I recall an amazing film I saw as a senior in college. Eric Erikson had asked Margaret Mead to come to lecture one day. She showed a film which demonstrated the fragility of civilization. A hunter-gatherer tribe somewhere in East Africa was removed from their ancestral lands—-oil or minerals to be collected, I imagine—and resettled as an agrarian group on a bit of arid earth. The film showed the inside of a hut, with a starving, skeletal man sitting on the dirt. His wife came into the hut, concealing a root she had found and was nibbling on it clandestinely, trying not to show it to him. The group previously had crafts and rich traditions of working cooperatively that had served them for millenia. Within a few years, it all fell apart. Mothers nursed their babies for 3 years and then the latter had to forage for themselves. Nothing was crafted. No communal will or spirit. It was, suddenly, desperately, everyone for themselves. The collapse of a culture.

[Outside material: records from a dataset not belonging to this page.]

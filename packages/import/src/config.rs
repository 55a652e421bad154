//! Loading and validation of [`ImportConfig`].
//!
//! The configuration is read once at startup from an optional TOML file,
//! patched with CLI overrides by the binary, validated, and then passed by
//! reference into the pipeline. Nothing mutates it afterwards.

use std::path::Path;

use traj_import_models::ImportConfig;

/// Errors from loading or validating the configuration.
#[derive(Debug, thiserror::Error)]
pub enum ConfigError {
    /// The config file could not be read.
    #[error("Failed to read config {path}: {source}")]
    Read {
        /// Path of the config file.
        path: String,
        /// Underlying I/O error.
        source: std::io::Error,
    },

    /// The config file is not valid TOML for [`ImportConfig`].
    #[error("Failed to parse config {path}: {source}")]
    Parse {
        /// Path of the config file.
        path: String,
        /// Underlying TOML error.
        source: toml::de::Error,
    },

    /// A value is out of range or missing.
    #[error("Invalid config: {message}")]
    Invalid {
        /// Description of what went wrong.
        message: String,
    },
}

/// Parses an [`ImportConfig`] from a TOML string. Missing sections and
/// fields take their defaults.
///
/// # Errors
///
/// Returns a TOML error if the string is malformed or a field has the
/// wrong type.
pub fn parse_config_toml(toml_str: &str) -> Result<ImportConfig, toml::de::Error> {
    toml::from_str(toml_str)
}

/// Reads and parses the config file at `path`.
///
/// # Errors
///
/// Returns [`ConfigError`] if the file cannot be read or parsed.
pub fn load(path: &Path) -> Result<ImportConfig, ConfigError> {
    let contents = std::fs::read_to_string(path).map_err(|e| ConfigError::Read {
        path: path.display().to_string(),
        source: e,
    })?;

    parse_config_toml(&contents).map_err(|e| ConfigError::Parse {
        path: path.display().to_string(),
        source: e,
    })
}

/// Checks the values the pipeline relies on before any command runs.
///
/// # Errors
///
/// Returns [`ConfigError::Invalid`] describing the first problem found.
pub fn validate(config: &ImportConfig) -> Result<(), ConfigError> {
    let invalid = |message: &str| {
        Err(ConfigError::Invalid {
            message: message.to_string(),
        })
    };

    let target = &config.target;
    if target.table.trim().is_empty() {
        return invalid("target.table must not be empty");
    }
    if target.columns.is_empty() || target.columns.iter().any(|c| c.trim().is_empty()) {
        return invalid("target.columns must list at least one non-empty column");
    }
    if matches!(target.delimiter, '\n' | '\r') {
        return invalid("target.delimiter must not be a line break");
    }
    if config.source.suffix.is_empty() {
        return invalid("source.suffix must not be empty");
    }
    if config
        .database
        .container
        .as_deref()
        .is_some_and(|c| c.trim().is_empty())
    {
        return invalid("database.container must not be empty when set");
    }
    if config.features.shell.trim().is_empty() {
        return invalid("features.shell must not be empty");
    }
    if config.verify.threshold_pct > 100 {
        return invalid("verify.threshold_pct must be between 0 and 100");
    }
    if config.import.timeout_secs == Some(0) {
        return invalid("import.timeout_secs must be positive when set");
    }

    Ok(())
}

#[cfg(test)]
mod tests {
    use super::*;

    #[test]
    fn empty_file_yields_defaults() {
        let config = parse_config_toml("").unwrap();
        assert_eq!(config, ImportConfig::default());
        assert!(validate(&config).is_ok());
    }

    #[test]
    fn loads_config_file() {
        let tmp = std::env::temp_dir().join("traj_import_config_load_test");
        let _ = std::fs::remove_dir_all(&tmp);
        std::fs::create_dir_all(&tmp).unwrap();
        let path = tmp.join("import.toml");
        std::fs::write(
            &path,
            "[source]\ndir = \"/data/beijing\"\n\n[verify]\nthreshold_pct = 95\n",
        )
        .unwrap();

        let config = load(&path).unwrap();
        assert_eq!(config.source.dir, Path::new("/data/beijing"));
        assert_eq!(config.verify.threshold_pct, 95);

        let _ = std::fs::remove_dir_all(&tmp);
    }

    #[test]
    fn missing_file_is_read_error() {
        let err = load(Path::new("/nonexistent/traj_import/import.toml")).unwrap_err();
        assert!(matches!(err, ConfigError::Read { .. }));
    }

    #[test]
    fn malformed_toml_is_parse_error() {
        let tmp = std::env::temp_dir().join("traj_import_config_parse_test");
        let _ = std::fs::remove_dir_all(&tmp);
        std::fs::create_dir_all(&tmp).unwrap();
        let path = tmp.join("import.toml");
        std::fs::write(&path, "[verify]\nthreshold_pct = \"lots\"\n").unwrap();

        let err = load(&path).unwrap_err();
        assert!(matches!(err, ConfigError::Parse { .. }));

        let _ = std::fs::remove_dir_all(&tmp);
    }

    #[test]
    fn rejects_threshold_above_100() {
        let mut config = ImportConfig::default();
        config.verify.threshold_pct = 101;
        assert!(matches!(
            validate(&config),
            Err(ConfigError::Invalid { .. })
        ));
    }

    #[test]
    fn rejects_empty_columns() {
        let mut config = ImportConfig::default();
        config.target.columns.clear();
        assert!(validate(&config).is_err());

        config.target.columns = vec!["fid".to_string(), " ".to_string()];
        assert!(validate(&config).is_err());
    }

    #[test]
    fn rejects_blank_container() {
        let mut config = ImportConfig::default();
        config.database.container = Some(String::new());
        assert!(validate(&config).is_err());

        config.database.container = None;
        assert!(validate(&config).is_ok());
    }
}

It was chilling to view. It also seems consistent with Mafia Don’s view of the world. He certainly has worked to seed a dystopian society, a projection of his inner world, during his reign. It found fertile soil and has germinated.
If Biden is elected, and there is a good chance it seems, we can look at a bullet dodged. I do worry about what desperate surprises DT has in store. What war to start, what bomb to drop, what dramatic lies to spin. “Biden hates God”. Oh, please. “Harris is part of Pizzagate.” The film about the wonderful guy who owns the named pizza parlor dispels any concern, except for the time the heavily armed man entered, demanding to see the dungeon in the basement. Flour, mozzarella cheese. No defiled children. There is an entire book written about GHW Bush and cronies involved in a satanic-pedophile ring centered in Omaha, Nebraska. It is a familiar meme. We cannot disprove the existence of god or the possible validity of any conspiracy theory. Best to keep our eyes and ears open; if you hear hoofbeats, chances are strong that it is a horse, not a zebra or a kudu…. or a unicorn. Be sensible.
I can guarantee there are no itsy bitsy spiders in our waterspouts. Down comes the rain, in torrents. I’m about to mount my elliptical for 40 minutes and then head uptown for poker and supper with friends. Are there Grab* boats?
*Grab is the Uber or Lyft service in Myanmar.